Lauren Slater, a brilliant writer who is a young therapist, takes us on a mesmerizing personal and professional journey in this remarkable memoir about her work with mental and emotional illness. The territory of the mind and of madness can seem a foreign, even frightening place-until you read Welcome to My Country.
Writing in a powerful and original voice, Lauren Slater closes the distance between "us" and "them," transporting us into the country of Lenny, Moxi, Oscar, and Marie. She lets us watch as she interacts with and strives to understand patients suffering from mental and emotional distress-the schizophrenic, the depressed, the suicidal. As the young psychologist responds to, reflects on, and re-creates her interactions with the inner realities of the dispossessed, she moves us to a deeper understanding of the complexities of the human mind and spirit.
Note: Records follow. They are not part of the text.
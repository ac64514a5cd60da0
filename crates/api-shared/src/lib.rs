//! # API Shared
//!
//! Shared definitions for the ward's HTTP surface.
//!
//! Contains:
//! - Request/response DTOs with OpenAPI schemas (`dto` module)
//! - Shared services like `HealthService`
//!
//! Used by `api-rest` and the workspace binaries.

pub mod dto;
pub mod health;

pub use health::HealthService;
And then, in a stunning final chapter, the psychologist confronts herself, when she is asked to treat a young woman, bulimic and suicidal, who is on the same ward where Slater herself was once such a patient.
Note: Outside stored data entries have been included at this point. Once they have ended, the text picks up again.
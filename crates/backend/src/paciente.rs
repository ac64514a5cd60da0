//! Backend patient (`Paciente`) wire models and translation helpers.
//!
//! The backend exposes patients under `pacientes/` with Portuguese field names. This module
//! keeps that exact shape private and hands out [`RemotePatient`], a plain Rust carrier with
//! parsed dates.
//!
//! Responsibilities:
//! - Define a strict wire model (unknown keys are rejected)
//! - Report the failing path when a payload does not match the wire schema
//! - Translate between the wire model and [`RemotePatient`]

use crate::{BackendError, BackendResult};
use chrono::{DateTime, Datelike, FixedOffset, NaiveDate};
use serde::{Deserialize, Serialize};

// ============================================================================
// Public domain-level types
// ============================================================================

/// A patient as recorded by the backend.
#[derive(Clone, Debug, PartialEq, Eq)]
pub struct RemotePatient {
    /// Backend primary key.
    pub id: i64,
    /// Full name.
    pub name: String,
    /// Date of birth, when recorded.
    pub birth_date: Option<NaiveDate>,
    /// Mother's name, when recorded.
    pub mother_name: Option<String>,
    /// Bed label.
    pub bed: String,
    /// Admission instant.
    pub admitted_at: DateTime<FixedOffset>,
    /// Discharge instant, once discharged.
    pub discharged_at: Option<DateTime<FixedOffset>>,
    /// Whether the patient is still active on the ward.
    pub active: bool,
}

impl RemotePatient {
    /// Age in completed years on `date`, if the birth date is known and not after `date`.
    pub fn age_on(&self, date: NaiveDate) -> Option<u32> {
        let birth = self.birth_date?;
        if birth > date {
            return None;
        }
        let mut years = date.year() - birth.year();
        if (date.month(), date.day()) < (birth.month(), birth.day()) {
            years -= 1;
        }
        u32::try_from(years).ok()
    }

    /// Line used when listing remote patients: `"<name> - Leito <bed>"`.
    pub fn label(&self) -> String {
        format!("{} - Leito {}", self.name, self.bed)
    }
}

// ============================================================================
// Public Paciente operations
// ============================================================================

/// Backend patient operations.
///
/// Zero-sized type used for namespacing; all methods are associated functions.
pub struct Paciente;

impl Paciente {
    /// Parse a single backend patient from JSON text.
    ///
    /// # Errors
    ///
    /// Returns [`BackendError::Translation`] naming the failing path if the JSON does not match
    /// the wire schema (wrong types, missing fields, unknown keys).
    pub fn parse(json_text: &str) -> BackendResult<RemotePatient> {
        let wire: PacienteWire = decode(json_text, "Paciente")?;
        Ok(wire_to_domain(wire))
    }

    /// Parse the `pacientes/` list payload from JSON text.
    ///
    /// # Errors
    ///
    /// Same as [`Paciente::parse`]; the reported path includes the array index.
    pub fn parse_list(json_text: &str) -> BackendResult<Vec<RemotePatient>> {
        let wire: Vec<PacienteWire> = decode(json_text, "Paciente list")?;
        Ok(wire.into_iter().map(wire_to_domain).collect())
    }

    /// Render a patient back into the backend's JSON shape.
    pub fn render(data: &RemotePatient) -> BackendResult<String> {
        let wire = domain_to_wire(data);
        serde_json::to_string(&wire).map_err(|e| {
            BackendError::Translation(format!("Failed to serialize Paciente: {e}"))
        })
    }
}

// ============================================================================
// Wire types (internal)
// ============================================================================

/// Exact JSON structure served by the backend.
#[derive(Clone, Debug, Deserialize, Serialize, PartialEq, Eq)]
#[serde(deny_unknown_fields)]
struct PacienteWire {
    id: i64,
    nome: String,
    #[serde(default)]
    data_nascimento: Option<NaiveDate>,
    #[serde(default)]
    nome_mae: Option<String>,
    leito: String,
    data_admissao: DateTime<FixedOffset>,
    #[serde(default)]
    data_alta: Option<DateTime<FixedOffset>>,
    ativo: bool,
}

// ============================================================================
// Helper functions (internal)
// ============================================================================

fn decode<T: serde::de::DeserializeOwned>(json_text: &str, what: &str) -> BackendResult<T> {
    let mut deserializer = serde_json::Deserializer::from_str(json_text);
    serde_path_to_error::deserialize(&mut deserializer).map_err(|err| {
        let path = err.path().to_string();
        let source = err.into_inner();
        let path = if path.is_empty() || path == "." {
            "<root>".to_string()
        } else {
            path
        };
        BackendError::Translation(format!("{what} schema mismatch at {path}: {source}"))
    })
}

fn wire_to_domain(wire: PacienteWire) -> RemotePatient {
    RemotePatient {
        id: wire.id,
        name: wire.nome,
        birth_date: wire.data_nascimento,
        mother_name: wire.nome_mae.filter(|n| !n.trim().is_empty()),
        bed: wire.leito,
        admitted_at: wire.data_admissao,
        discharged_at: wire.data_alta,
        active: wire.ativo,
    }
}

fn domain_to_wire(data: &RemotePatient) -> PacienteWire {
    PacienteWire {
        id: data.id,
        nome: data.name.clone(),
        data_nascimento: data.birth_date,
        nome_mae: data.mother_name.clone(),
        leito: data.bed.clone(),
        data_admissao: data.admitted_at,
        data_alta: data.discharged_at,
        ativo: data.active,
    }
}

#[cfg(test)]
mod tests {
    use super::*;

    const SAMPLE: &str = r#"{
        "id": 7,
        "nome": "João Silva",
        "data_nascimento": "1958-06-02",
        "nome_mae": "Tereza Silva",
        "leito": "101",
        "data_admissao": "2024-01-15T08:30:00-03:00",
        "data_alta": null,
        "ativo": true
    }"#;

    #[test]
    fn parses_and_round_trips_sample() {
        let patient = Paciente::parse(SAMPLE).expect("parse json");
        assert_eq!(patient.name, "João Silva");
        assert_eq!(patient.bed, "101");
        assert_eq!(patient.discharged_at, None);

        let rendered = Paciente::render(&patient).expect("render");
        let reparsed = Paciente::parse(&rendered).expect("reparse");
        assert_eq!(patient, reparsed);
    }

    #[test]
    fn parses_list_payload() {
        let list = format!("[{SAMPLE}]");
        let patients = Paciente::parse_list(&list).expect("parse list");
        assert_eq!(patients.len(), 1);
        assert_eq!(patients[0].label(), "João Silva - Leito 101");
    }

    #[test]
    fn optional_fields_may_be_absent() {
        let input = r#"{"id": 1, "nome": "Ana Costa", "leito": "104",
            "data_admissao": "2024-01-17T10:00:00Z", "ativo": true}"#;
        let patient = Paciente::parse(input).expect("parse");
        assert_eq!(patient.birth_date, None);
        assert_eq!(patient.mother_name, None);
    }

    #[test]
    fn strict_validation_rejects_unknown_keys() {
        let input = r#"{"id": 1, "nome": "Ana", "leito": "104",
            "data_admissao": "2024-01-17T10:00:00Z", "ativo": true, "prontuario": "x"}"#;
        let err = Paciente::parse(input).expect_err("should reject unknown key");
        match err {
            BackendError::Translation(msg) => assert!(msg.contains("prontuario")),
            other => panic!("expected Translation error, got {other:?}"),
        }
    }

    #[test]
    fn schema_mismatch_reports_path_into_list() {
        let input = r#"[{"id": 1, "nome": "Ana", "leito": 104,
            "data_admissao": "2024-01-17T10:00:00Z", "ativo": true}]"#;
        let err = Paciente::parse_list(input).expect_err("leito must be a string");
        match err {
            BackendError::Translation(msg) => {
                assert!(msg.contains("[0]"), "{msg}");
                assert!(msg.contains("leito"), "{msg}");
            }
            other => panic!("expected Translation error, got {other:?}"),
        }
    }

    #[test]
    fn age_counts_completed_years() {
        let patient = Paciente::parse(SAMPLE).unwrap();
        let before_birthday = NaiveDate::from_ymd_opt(2024, 6, 1).unwrap();
        let on_birthday = NaiveDate::from_ymd_opt(2024, 6, 2).unwrap();
        assert_eq!(patient.age_on(before_birthday), Some(65));
        assert_eq!(patient.age_on(on_birthday), Some(66));
    }

    #[test]
    fn age_is_unknown_without_birth_date_or_before_birth() {
        let mut patient = Paciente::parse(SAMPLE).unwrap();
        let long_ago = NaiveDate::from_ymd_opt(1900, 1, 1).unwrap();
        assert_eq!(patient.age_on(long_ago), None);

        patient.birth_date = None;
        assert_eq!(patient.age_on(long_ago), None);
    }
}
Like An Unquiet Mind, Listening to Prozac and Girl, Interrupted, Welcome to My Country is a beautifully written, captivating, and revealing book, an unusual personal and professional memoir that brings us closer to understanding ourselves, one another, and the human condition.
In this fittingly subtitled work, Slater introduces the schizophrenic, depressed, and suicidal patients she treats. Painting tender portraits of these troubled souls, she recounts her efforts to close the gap between therapist and patient and persuades the listener to make similar connections. Slater's personal struggle with mental illness is touchingly revealed when she journeys to the treatment facility wherein she lived for long periods in order to treat a patient with problems reminiscent of her own. The author's flat narration underplays her elegant prose, which is more effective in the uncut print version (LJ 12/95) than in this abridged recording. All in all, large collections should consider.-Linda Bredengerd, Univ. of Pittsburgh Lib., Bradford, Pa.